The (Not So) Hidden Media Agenda

Does the media have a hidden agenda when it comes to Israel? Jodie Cohen, a public affairs professional recounts her own personal experiences working for and with the media.

What I’m about to write doesn’t apply to all media. However, over the past two decades of working with the media, whether directly or in a public relations capacity, I’ve definitely noticed an unwritten code.

When it comes to Israel, many media outlets have a pre-written agenda. This won’t come as any surprise, of course, to followers of HonestReporting. But I thought it was worth recording my experiences…

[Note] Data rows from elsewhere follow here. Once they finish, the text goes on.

//! Outbound message texts and keyboard layouts.
//!
//! All user-visible strings live here, in the wording of the original
//! bot (HTML parse mode). The controller decides *when* to speak; this
//! module decides *what* the message and its keyboard look like.

use crate::gateway::{InlineButton, InlineKeyboard};
use crate::protocol;
use crate::refbook::Attribute;
use crate::sprint::SprintTarget;
use crate::task::TaskRow;

/// Text of the proposal message echoed back when a known user sends a
/// task candidate.
pub fn proposal_text(task_text: &str) -> String {
    format!("🧐 Постановка задачи:\n{task_text}")
}

/// Keyboard attached to a proposal: target-sprint choice plus cancel.
pub fn proposal_keyboard(chat_id: i64, message_id: i64) -> InlineKeyboard {
    InlineKeyboard::new()
        .row(vec![
            InlineButton::new(
                "🎯 В этот спринт",
                protocol::encode_create(chat_id, message_id, SprintTarget::Current),
            ),
            InlineButton::new(
                "↩️ В следующий спринт",
                protocol::encode_create(chat_id, message_id, SprintTarget::Next),
            ),
        ])
        .row(vec![InlineButton::new(
            "✖️ Отмена",
            protocol::encode_cancel(chat_id, message_id),
        )])
}

/// HTML link to a task's current row in the spreadsheet.
pub fn task_link(spreadsheet_id: &str, partition_id: i64, partition_title: &str, row: u32) -> String {
    format!(
        "<a href=\"https://docs.google.com/spreadsheets/d/{spreadsheet_id}/edit#gid={partition_id}&range=B{row}\">{partition_title}, строка {row}</a>"
    )
}

fn keyboard_hint() -> &'static str {
    "<i>Используйте клавиатуру, чтобы изменить:\nИсполнителя / Источник,\nСрочность / Статус задачи</i>"
}

/// Confirmation shown in place of the proposal once the row is written.
pub fn created_text(task_text: &str, link: &str) -> String {
    format!("✅ Задача поставлена:\n\n<b>{task_text}</b>\n\n{link}\n\n{}", keyboard_hint())
}

/// Committed-task view used by showTask and after an attribute change.
pub fn task_view_text(task_text: &str, link: &str) -> String {
    format!("👀 Задача:\n\n<b>{task_text}</b>\n\n{link}\n\n{}", keyboard_hint())
}

/// The 2×2 attribute keyboard plus the delete row, shown under a
/// committed task. Button captions mirror the task's current values.
pub fn task_keyboard(
    chat_id: i64,
    message_id: i64,
    partition_id: i64,
    task: &TaskRow,
) -> InlineKeyboard {
    let task_id = task.task_id.as_str();
    InlineKeyboard::new()
        .row(vec![
            InlineButton::new(
                task.responsible.as_str(),
                protocol::encode_show_picker(
                    Attribute::Responsible,
                    chat_id,
                    message_id,
                    partition_id,
                    task_id,
                ),
            ),
            InlineButton::new(
                task.source.as_str(),
                protocol::encode_show_picker(
                    Attribute::Source,
                    chat_id,
                    message_id,
                    partition_id,
                    task_id,
                ),
            ),
        ])
        .row(vec![
            InlineButton::new(
                task.priority.as_str(),
                protocol::encode_show_picker(
                    Attribute::Priority,
                    chat_id,
                    message_id,
                    partition_id,
                    task_id,
                ),
            ),
            InlineButton::new(
                task.status.as_str(),
                protocol::encode_show_picker(
                    Attribute::Status,
                    chat_id,
                    message_id,
                    partition_id,
                    task_id,
                ),
            ),
        ])
        .row(vec![InlineButton::new(
            "❌ Удалить задачу",
            protocol::encode_delete(chat_id, message_id, partition_id, task_id),
        )])
}

/// Prompt shown while an attribute picker is open.
pub fn picker_text(attribute: Attribute, task_text: &str, link: &str) -> String {
    format!(
        "✍️ Выбор нового {} задачи:\n\n<b>{task_text}</b>\n\n{link}\n\n<i>Используйте клавиатуру, чтобы изменить:\n{}</i>",
        attribute.label(),
        attribute.label()
    )
}

/// Option grid for an attribute: `buttons_per_row` options per row,
/// index-keyed callback tokens, and a Back row navigating to this
/// message's committed view.
pub fn picker_keyboard(
    attribute: Attribute,
    options: &[String],
    generation: u64,
    buttons_per_row: usize,
    chat_id: i64,
    message_id: i64,
    partition_id: i64,
    task_id: &str,
) -> InlineKeyboard {
    let mut keyboard = InlineKeyboard::new();
    for (row_start, chunk) in options.chunks(buttons_per_row.max(1)).enumerate() {
        let row = chunk
            .iter()
            .enumerate()
            .map(|(offset, option)| {
                let index = row_start * buttons_per_row.max(1) + offset;
                InlineButton::new(
                    option.as_str(),
                    protocol::encode_change(
                        attribute,
                        chat_id,
                        message_id,
                        partition_id,
                        task_id,
                        index,
                        generation,
                    ),
                )
            })
            .collect();
        keyboard = keyboard.row(row);
    }
    keyboard.row(vec![InlineButton::new(
        "Назад",
        protocol::encode_show_task(chat_id, message_id, partition_id, task_id, true),
    )])
}

/// Standalone confirmation sent after a row is deleted, echoing the
/// pre-delete snapshot.
pub fn deleted_text(task: &TaskRow, partition_title: &str) -> String {
    format!(
        "❌ Задача удалена:\n\n<b>{}</b>\n\nОтветственный: {}\nИсточник: {}\nПриоритет: {}\nКомментарий: {}\nСтатус: {}\n\n{partition_title}",
        task.text, task.responsible, task.source, task.priority, task.comment, task.status
    )
}

/// Greeting for a user whose identity is on record.
pub fn greeting(department: &str, phone: &str, email: Option<&str>) -> String {
    format!(
        "👋 Привет!\n\nТы из подразделения: <b>{department}</b>\n📞 Номер: <b>{phone}</b>\n📧 Email: <b>{}</b>\n\nЧтобы поставить задачу просто напиши её боту",
        email.unwrap_or("не указан")
    )
}

pub fn ask_contact_text() -> &'static str {
    "Чтобы актуализировать данные из гугл-таблицы нажмите 📞 в клавиатуре бота"
}

pub fn unknown_user_text() -> &'static str {
    "Пожалуйста, поделись своим номером через /start"
}

pub fn contact_not_found_text() -> &'static str {
    "😕 Не удалось найти тебя в списке. Обратись к администратору таблицы"
}

pub fn contact_error_text() -> &'static str {
    "🚨 Произошла ошибка при проверке номера. Попробуй позже."
}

Roll back twenty years. I was a bold, carefree, fearless student at Manchester University in the UK. I decided to spend a summer in Jerusalem getting some work experience. (These were the days when I wanted to be a foreign correspondent.) I approached two major UK news channels and got accepted for internships at both.

I arrived at the first, hungry to learn and quickly volunteered to accompany the reporter to a riot in Ramallah. But what I saw when we arrived surprised me. There was no riot going on. There was a bunch of people hanging about, waiting for the cameras to arrive. When we did (and our flak jackets and helmets were safely in place), only then did they start to throw stones and glass bottles. And as soon as we left, the ‘rioters’ left too.

I asked the reporter if that often happened, and he confirmed that, yes, that was generally the way it worked. So the foreign media unwittingly became a partner in stone and bottle throwing riots against Israel. If the cameras hadn’t arrived, arguably the riot I witnessed might never have happened.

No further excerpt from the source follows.